Barato no siempre es buena compra
Un producto barato que falla pronto, no encaja con lo que necesitas o te obliga a comprar otra vez no tiene buena relación calidad/precio. Solo parecía barato al principio.
La compra razonable es la que cumple su función durante el tiempo esperado y con límites aceptables.
Caro tampoco garantiza nada
Una marca conocida puede cobrar por reputación, diseño, distribución o confianza. A veces compensa. Otras veces estás pagando más sin obtener una mejora clara para tu uso.
Por eso no basta con comparar precios.

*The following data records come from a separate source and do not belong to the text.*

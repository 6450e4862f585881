use crate::{db, AppState};
use axum::{extract::State, http::StatusCode, response::IntoResponse, routing::get, Json, Router};
use serde_json::json;

async fn health(State(state): State<AppState>) -> impl IntoResponse {
    match db::ping(state.db.as_ref()).await {
        Ok(()) => (
            StatusCode::OK,
            Json(json!({ "status": "ok", "database": "up" })),
        ),
        Err(_) => (
            StatusCode::SERVICE_UNAVAILABLE,
            Json(json!({ "status": "degraded", "database": "down" })),
        ),
    }
}

pub fn health_routes() -> Router<AppState> {
    Router::new().route("/health", get(health))
}
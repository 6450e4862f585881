use sea_orm::entity::prelude::*;
use serde::{Deserialize, Serialize};

/// One line of an order: links an order to a product with a quantity.
///
/// The composite primary key on (order_id, product_id) is the uniqueness
/// constraint that keeps at most one line per pair; inserts racing on the
/// same pair are resolved by the database, not by application checks.
#[derive(Clone, Debug, PartialEq, Eq, DeriveEntityModel, Serialize, Deserialize)]
#[sea_orm(table_name = "order_lines")]
pub struct Model {
    #[sea_orm(primary_key, auto_increment = false)]
    pub order_id: i32,
    #[sea_orm(primary_key, auto_increment = false)]
    pub product_id: i32,
    pub quantity: i32,
}

#[derive(Copy, Clone, Debug, EnumIter, DeriveRelation)]
pub enum Relation {
    #[sea_orm(
        belongs_to = "super::order::Entity",
        from = "Column::OrderId",
        to = "super::order::Column::Id"
    )]
    Order,
    #[sea_orm(
        belongs_to = "super::product::Entity",
        from = "Column::ProductId",
        to = "super::product::Column::Id"
    )]
    Product,
}

impl Related<super::order::Entity> for Entity {
    fn to() -> RelationDef {
        Relation::Order.def()
    }
}

impl Related<super::product::Entity> for Entity {
    fn to() -> RelationDef {
        Relation::Product.def()
    }
}

impl ActiveModelBehavior for ActiveModel {}
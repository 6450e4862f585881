use chrono::{DateTime, Utc};
use sea_orm::entity::prelude::*;
use serde::{Deserialize, Serialize};

#[derive(Clone, Debug, PartialEq, Eq, DeriveEntityModel, Serialize, Deserialize)]
#[sea_orm(table_name = "orders")]
pub struct Model {
    #[sea_orm(primary_key)]
    pub id: i32,
    pub user_id: i32,
    pub order_date: DateTime<Utc>,
}

#[derive(Copy, Clone, Debug, EnumIter, DeriveRelation)]
pub enum Relation {
    #[sea_orm(
        belongs_to = "super::user::Entity",
        from = "Column::UserId",
        to = "super::user::Column::Id"
    )]
    User,
    #[sea_orm(has_many = "super::order_line::Entity")]
    OrderLines,
}

impl Related<super::user::Entity> for Entity {
    fn to() -> RelationDef {
        Relation::User.def()
    }
}

impl Related<super::order_line::Entity> for Entity {
    fn to() -> RelationDef {
        Relation::OrderLines.def()
    }
}

impl ActiveModelBehavior for ActiveModel {}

Hay que comparar qué problema resuelve cada opción.
El uso manda
Un producto para uso puntual no necesita el mismo nivel que uno de uso intensivo. Una herramienta para montar un mueble no exige lo mismo que una herramienta de trabajo. Una maleta para un viaje ocasional no necesita lo mismo que una maleta para volar cada mes.
La calidad/precio solo existe cuando se entiende el uso.
Señales de buena compra
Buena compra suele significar descripción clara, materiales razonables, opiniones coherentes, precio alineado, devolución posible y expectativas realistas.
Si además el producto evita pagar por funciones que no necesitas, puede tener más sentido que una opción más famosa.
Cómo se aplicará en las marcas
Cada subdominio de marca deberá explicar qué productos tienen mejor equilibrio y cuáles no. No se trata de hacer rankings bonitos, sino de ayudar a decidir con menos ruido.
Cómo se conectará con las futuras marcas
Esta guía no sustituye a las páginas de marca. Sirve como criterio general. Cuando se publique una marca concreta, su subdominio deberá aplicar este enfoque a productos reales, búsquedas reales y límites reales.
La matriz explica el método. El subdominio desarrolla la marca. Esa separación evita duplicar contenido y ayuda a que cada página tenga una función clara.